By Laurie Throness Copyright 2008

    How did the penitentiary get its name? Why did the English impose long prison sentences? Did class and economic conflict really lie at the heart of their correctional system? In a groundbreaking study that challenges the assumptions of modern criminal justice scholarship, Laurie Throness answers many questions like these by exposing the deep theological roots of the judicial institutions of eighteenth-century Britain. The book offers a scholarly account of the passage of the Penitentiary Act of 1779, combining meticulous attention to detail with a sweeping theological overview of the century prior to the Act. But it is not just an intellectual history. It tells a fascinating story of a broader religious movement, and the people and beliefs that motivated them to create a new institution. The work is original because it relies so completely on original sources.

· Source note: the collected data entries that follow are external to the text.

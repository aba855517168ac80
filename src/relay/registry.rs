//! Metric registry - the validated, ordered list of metrics to track
//!
//! Built once at startup from the `[metrics.<id>]` tables and never mutated
//! afterwards. Order follows the configuration file so queries are built
//! deterministically.

use super::error::ConfigError;
use super::types::{Dimension, MetricSpec};
use serde::Deserialize;

/// One `[metrics.<id>]` table as written in the config file
#[derive(Debug, Default, Deserialize)]
#[serde(deny_unknown_fields)]
struct RawMetric {
    namespace: Option<String>,
    name: Option<String>,
    dimension: Option<String>,
    dimvalue: Option<String>,
    #[serde(alias = "stat_name")]
    sink_name: Option<String>,
}

#[derive(Debug, Clone, Default)]
pub struct MetricRegistry {
    specs: Vec<MetricSpec>,
}

impl MetricRegistry {
    /// Validate every metric table. All problems are reported together.
    pub fn build(metrics: &toml::Table) -> Result<Self, ConfigError> {
        let mut specs = Vec::with_capacity(metrics.len());
        let mut errors = Vec::new();

        if metrics.is_empty() {
            return Err(ConfigError::MissingField("metrics".to_string()));
        }

        for (id, value) in metrics {
            let raw = match value.clone().try_into::<RawMetric>() {
                Ok(raw) => raw,
                Err(e) => {
                    errors.push(ConfigError::Parse(format!("metrics.{}: {}", id, e)));
                    continue;
                }
            };

            match validate_metric(id, raw) {
                Ok(spec) => specs.push(spec),
                Err(mut problems) => errors.append(&mut problems),
            }
        }

        match errors.len() {
            0 => Ok(Self { specs }),
            1 => Err(errors.remove(0)),
            _ => Err(ConfigError::Multiple(errors)),
        }
    }

    pub fn from_specs(specs: Vec<MetricSpec>) -> Self {
        Self { specs }
    }

    pub fn specs(&self) -> &[MetricSpec] {
        &self.specs
    }

    pub fn get(&self, id: &str) -> Option<&MetricSpec> {
        self.specs.iter().find(|spec| spec.id == id)
    }

    pub fn len(&self) -> usize {
        self.specs.len()
    }

    pub fn is_empty(&self) -> bool {
        self.specs.is_empty()
    }

    /// Number of metrics that have a sink name
    pub fn forwarding_count(&self) -> usize {
        self.specs.iter().filter(|spec| spec.sink_name.is_some()).count()
    }
}

fn validate_metric(id: &str, raw: RawMetric) -> Result<MetricSpec, Vec<ConfigError>> {
    let mut problems = Vec::new();

    if !is_valid_id(id) {
        problems.push(ConfigError::InvalidValue(format!(
            "metric id '{}' must start with a lowercase letter and contain only letters, digits or '_'",
            id
        )));
    }

    let namespace = non_empty(raw.namespace);
    if namespace.is_none() {
        problems.push(ConfigError::MissingField(format!("metrics.{}.namespace", id)));
    }

    let name = non_empty(raw.name);
    if name.is_none() {
        problems.push(ConfigError::MissingField(format!("metrics.{}.name", id)));
    }

    let dimension = match (non_empty(raw.dimension), non_empty(raw.dimvalue)) {
        (Some(name), Some(value)) => Some(Dimension { name, value }),
        (None, None) => None,
        (Some(_), None) => {
            problems.push(ConfigError::InvalidValue(format!(
                "metrics.{}: dimension is set but dimvalue is missing",
                id
            )));
            None
        }
        (None, Some(_)) => {
            problems.push(ConfigError::InvalidValue(format!(
                "metrics.{}: dimvalue is set but dimension is missing",
                id
            )));
            None
        }
    };

    match (namespace, name) {
        (Some(namespace), Some(name)) if problems.is_empty() => Ok(MetricSpec {
            id: id.to_string(),
            namespace,
            name,
            dimension,
            sink_name: non_empty(raw.sink_name),
        }),
        _ => Err(problems),
    }
}

fn non_empty(value: Option<String>) -> Option<String> {
    value.filter(|s| !s.trim().is_empty())
}

/// Source query ids: `[a-z][A-Za-z0-9_]*`
fn is_valid_id(id: &str) -> bool {
    let mut chars = id.chars();
    match chars.next() {
        Some(first) if first.is_ascii_lowercase() => {
            chars.all(|c| c.is_ascii_alphanumeric() || c == '_')
        }
        _ => false,
    }
}
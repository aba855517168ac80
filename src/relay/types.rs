//! Core data types shared by the relay
//!
//! - `MetricSpec` - one configured metric (registry entry)
//! - `MetricResult` - what the source returned for one spec in one poll
//! - `Observation` - a point the loop decided is new

use chrono::{DateTime, TimeZone, Utc};

/// Optional narrowing of a source metric (name/value pair)
#[derive(Debug, Clone, PartialEq, Eq)]
pub struct Dimension {
    pub name: String,
    pub value: String,
}

/// One configured metric to track
#[derive(Debug, Clone, PartialEq)]
pub struct MetricSpec {
    /// Correlation key for the source query and the watermark key
    pub id: String,

    /// Source namespace (e.g. `AWS/EC2`)
    pub namespace: String,

    /// Source metric name (e.g. `CPUUtilization`)
    pub name: String,

    pub dimension: Option<Dimension>,

    /// Name to republish under. `None` means observe-only.
    pub sink_name: Option<String>,
}

/// A single (timestamp, value) pair from the source
#[derive(Debug, Clone, Copy, PartialEq)]
pub struct Sample {
    /// Unix seconds
    pub timestamp: i64,
    pub value: f64,
}

/// Per-query result from one fetch
#[derive(Debug, Clone, PartialEq, Default)]
pub struct MetricResult {
    pub id: String,
    pub samples: Vec<Sample>,
}

impl MetricResult {
    pub fn new(id: impl Into<String>, samples: Vec<Sample>) -> Self {
        Self {
            id: id.into(),
            samples,
        }
    }

    /// The sample with the greatest timestamp, whatever order the source used.
    ///
    /// Ties keep the first occurrence, so a most-recent-first source gets
    /// position 0 back.
    pub fn latest(&self) -> Option<Sample> {
        self.samples.iter().copied().fold(None, |best, sample| match best {
            Some(b) if b.timestamp >= sample.timestamp => Some(b),
            _ => Some(sample),
        })
    }
}

/// A point the loop accepted as new in the current iteration
#[derive(Debug, Clone, PartialEq)]
pub struct Observation {
    pub id: String,
    pub value: f64,
    pub timestamp: i64,
    pub sink_name: Option<String>,
}

impl Observation {
    /// Render the stdout line: `<id>:\t<value> @ <timestamp>`
    pub fn render_line(&self) -> String {
        format!(
            "{}:\t{:.3} @ {}",
            self.id,
            self.value,
            format_timestamp(self.timestamp)
        )
    }
}

/// Format a unix timestamp as `2006-01-02 15:04:05 +0000 UTC`
pub fn format_timestamp(timestamp: i64) -> String {
    match Utc.timestamp_opt(timestamp, 0).single() {
        Some(dt) => format_datetime(&dt),
        None => timestamp.to_string(),
    }
}

fn format_datetime(dt: &DateTime<Utc>) -> String {
    dt.format("%Y-%m-%d %H:%M:%S +0000 UTC").to_string()
}

#[cfg(test)]
mod tests {
    use super::*;

    #[test]
    fn test_latest_picks_max_timestamp() {
        let result = MetricResult::new(
            "cpu",
            vec![
                Sample { timestamp: 60, value: 1.0 },
                Sample { timestamp: 180, value: 3.0 },
                Sample { timestamp: 120, value: 2.0 },
            ],
        );

        let latest = result.latest().unwrap();
        assert_eq!(latest.timestamp, 180);
        assert_eq!(latest.value, 3.0);
    }

    #[test]
    fn test_latest_empty() {
        let result = MetricResult::new("disk", Vec::new());
        assert!(result.latest().is_none());
    }

    #[test]
    fn test_latest_tie_keeps_first() {
        let result = MetricResult::new(
            "cpu",
            vec![
                Sample { timestamp: 120, value: 7.0 },
                Sample { timestamp: 120, value: 8.0 },
            ],
        );
        assert_eq!(result.latest().unwrap().value, 7.0);
    }

    #[test]
    fn test_render_line() {
        let obs = Observation {
            id: "cpu".to_string(),
            value: 42.0,
            timestamp: 1_700_000_040,
            sink_name: None,
        };

        assert_eq!(
            obs.render_line(),
            "cpu:\t42.000 @ 2023-11-14 22:14:00 +0000 UTC"
        );
    }
}
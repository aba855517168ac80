//! Relay configuration from a TOML file plus environment overrides
//!
//! File path comes from `CWRELAY_CONFIG` (default: `config.toml`).
//!
//! Environment overrides (applied after the file is parsed):
//! - `CWRELAY_SINK_KEY` - sink credential
//! - `CWRELAY_INTERVAL` - poll interval in seconds

use super::error::ConfigError;
use super::error_handler::FetchPolicy;
use super::registry::MetricRegistry;
use serde::Deserialize;
use std::env;
use std::fs;
use std::path::Path;
use std::time::Duration;

pub const DEFAULT_CONFIG_PATH: &str = "config.toml";
pub const DEFAULT_INTERVAL_SECS: u64 = 30;
pub const DEFAULT_SINK_URL: &str = "https://api.stathat.com/ez";
pub const DEFAULT_REGION: &str = "us-east-1";

#[derive(Debug, Deserialize)]
#[serde(deny_unknown_fields)]
struct RawConfig {
    #[serde(alias = "sleep")]
    interval: Option<u64>,
    #[serde(alias = "stathat")]
    sink: Option<RawSink>,
    #[serde(default)]
    source: RawSource,
    #[serde(default)]
    fetch: RawFetch,
    #[serde(default)]
    shutdown: RawShutdown,
    #[serde(default)]
    metrics: toml::Table,
}

#[derive(Debug, Deserialize)]
#[serde(deny_unknown_fields)]
struct RawSink {
    #[serde(alias = "ezkey")]
    key: Option<String>,
    url: Option<String>,
}

#[derive(Debug, Default, Deserialize)]
struct RawSource {
    region: Option<String>,
    endpoint: Option<String>,
    period: Option<u32>,
    stat: Option<String>,
    lookback_minutes: Option<i64>,
    timeout_secs: Option<u64>,
}

#[derive(Debug, Default, Deserialize)]
struct RawFetch {
    on_error: Option<String>,
    initial_backoff_secs: Option<u64>,
    max_backoff_secs: Option<u64>,
    max_retries: Option<u32>,
}

#[derive(Debug, Default, Deserialize)]
struct RawShutdown {
    grace_secs: Option<u64>,
}

/// Where and how to post forwarded points
#[derive(Debug, Clone, PartialEq)]
pub struct SinkConfig {
    pub key: String,
    pub url: String,
}

/// How to query the metric source
#[derive(Debug, Clone, PartialEq)]
pub struct SourceConfig {
    pub region: String,
    /// Overrides the regional endpoint (tests, VPC endpoints)
    pub endpoint: Option<String>,
    /// Aggregation period in seconds
    pub period: u32,
    pub stat: String,
    pub lookback_minutes: i64,
    pub timeout: Duration,
}

impl Default for SourceConfig {
    fn default() -> Self {
        Self {
            region: DEFAULT_REGION.to_string(),
            endpoint: None,
            period: 60,
            stat: "Average".to_string(),
            lookback_minutes: super::window::DEFAULT_LOOKBACK_MINUTES,
            timeout: Duration::from_secs(30),
        }
    }
}

/// Fully validated relay configuration
#[derive(Debug, Clone)]
pub struct RelayConfig {
    pub interval: Duration,
    pub sink: SinkConfig,
    pub source: SourceConfig,
    pub fetch_policy: FetchPolicy,
    pub shutdown_grace: Duration,
    pub registry: MetricRegistry,
}

impl RelayConfig {
    /// Load from the path in `CWRELAY_CONFIG`, then apply env overrides
    pub fn from_env() -> Result<Self, ConfigError> {
        let path = env::var("CWRELAY_CONFIG").unwrap_or_else(|_| DEFAULT_CONFIG_PATH.to_string());
        let raw = read_file(Path::new(&path))?;
        Self::parse_with(&raw, |key| env::var(key).ok())
    }

    pub fn load(path: &Path) -> Result<Self, ConfigError> {
        let raw = read_file(path)?;
        Self::parse(&raw)
    }

    /// Parse without consulting the environment
    pub fn parse(src: &str) -> Result<Self, ConfigError> {
        Self::parse_with(src, |_| None)
    }

    /// Parse, taking overrides from `lookup` (an env var reader in production)
    pub fn parse_with<F>(src: &str, lookup: F) -> Result<Self, ConfigError>
    where
        F: Fn(&str) -> Option<String>,
    {
        let raw: RawConfig = toml::from_str(src).map_err(|e| ConfigError::Parse(e.to_string()))?;

        let sink = raw.sink.unwrap_or(RawSink { key: None, url: None });
        let key = lookup("CWRELAY_SINK_KEY")
            .or(sink.key)
            .filter(|k| !k.trim().is_empty())
            .ok_or_else(|| ConfigError::MissingField("sink.key".to_string()))?;

        let interval_secs = match lookup("CWRELAY_INTERVAL") {
            Some(value) => value.trim().parse::<u64>().map_err(|_| {
                ConfigError::InvalidValue(format!("CWRELAY_INTERVAL '{}' is not a number of seconds", value))
            })?,
            None => raw.interval.unwrap_or(DEFAULT_INTERVAL_SECS),
        };
        if interval_secs == 0 {
            return Err(ConfigError::InvalidValue("interval must be greater than 0".to_string()));
        }

        let defaults = SourceConfig::default();
        let source = SourceConfig {
            region: raw.source.region.unwrap_or(defaults.region),
            endpoint: raw.source.endpoint,
            period: raw.source.period.unwrap_or(defaults.period),
            stat: raw.source.stat.unwrap_or(defaults.stat),
            lookback_minutes: raw.source.lookback_minutes.unwrap_or(defaults.lookback_minutes),
            timeout: raw
                .source
                .timeout_secs
                .map(Duration::from_secs)
                .unwrap_or(defaults.timeout),
        };
        if source.period == 0 {
            return Err(ConfigError::InvalidValue("source.period must be greater than 0".to_string()));
        }
        if source.lookback_minutes <= 0 {
            return Err(ConfigError::InvalidValue(
                "source.lookback_minutes must be greater than 0".to_string(),
            ));
        }

        Ok(Self {
            interval: Duration::from_secs(interval_secs),
            sink: SinkConfig {
                key,
                url: sink.url.unwrap_or_else(|| DEFAULT_SINK_URL.to_string()),
            },
            source,
            fetch_policy: parse_fetch_policy(&raw.fetch)?,
            shutdown_grace: Duration::from_secs(raw.shutdown.grace_secs.unwrap_or(10)),
            registry: MetricRegistry::build(&raw.metrics)?,
        })
    }
}

fn read_file(path: &Path) -> Result<String, ConfigError> {
    fs::read_to_string(path).map_err(|e| ConfigError::Io(format!("{}: {}", path.display(), e)))
}

fn parse_fetch_policy(raw: &RawFetch) -> Result<FetchPolicy, ConfigError> {
    match raw.on_error.as_deref().map(str::to_lowercase).as_deref() {
        None | Some("fatal") => Ok(FetchPolicy::Fatal),
        Some("retry") => {
            let initial = raw.initial_backoff_secs.unwrap_or(1);
            let max = raw.max_backoff_secs.unwrap_or(60);
            if initial == 0 || max < initial {
                return Err(ConfigError::InvalidValue(
                    "fetch backoff must satisfy 0 < initial_backoff_secs <= max_backoff_secs".to_string(),
                ));
            }
            Ok(FetchPolicy::Retry {
                initial_delay: Duration::from_secs(initial),
                max_delay: Duration::from_secs(max),
                max_retries: raw.max_retries.unwrap_or(5),
            })
        }
        Some(other) => Err(ConfigError::InvalidValue(format!(
            "fetch.on_error must be 'fatal' or 'retry', got '{}'",
            other
        ))),
    }
}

It is mystical because it mingles heavenly with earthly justice. It is authoritative because of its explanatory power. Its anecdotes and insights, poetry and song, provide intriguing glimpses into another era strangely familiar to our own. Of special interest to social and legal historians, criminologists, and theologians, this work will also appeal to a wider audience of those who are interested in Christianity's impact on Western culture and institutions.

    Contents: Preface; Introduction; The terror of the Lord; The intermediate state; Building the penitentiary; Adam's doom; The man in the wooden cage; The measure of sin; Conclusion; Bibliography; Index.

    Biography

    Laurie Throness is a Canadian scholar who completed a PhD in History at Cambridge, following on his degrees in public policy and biblical studies.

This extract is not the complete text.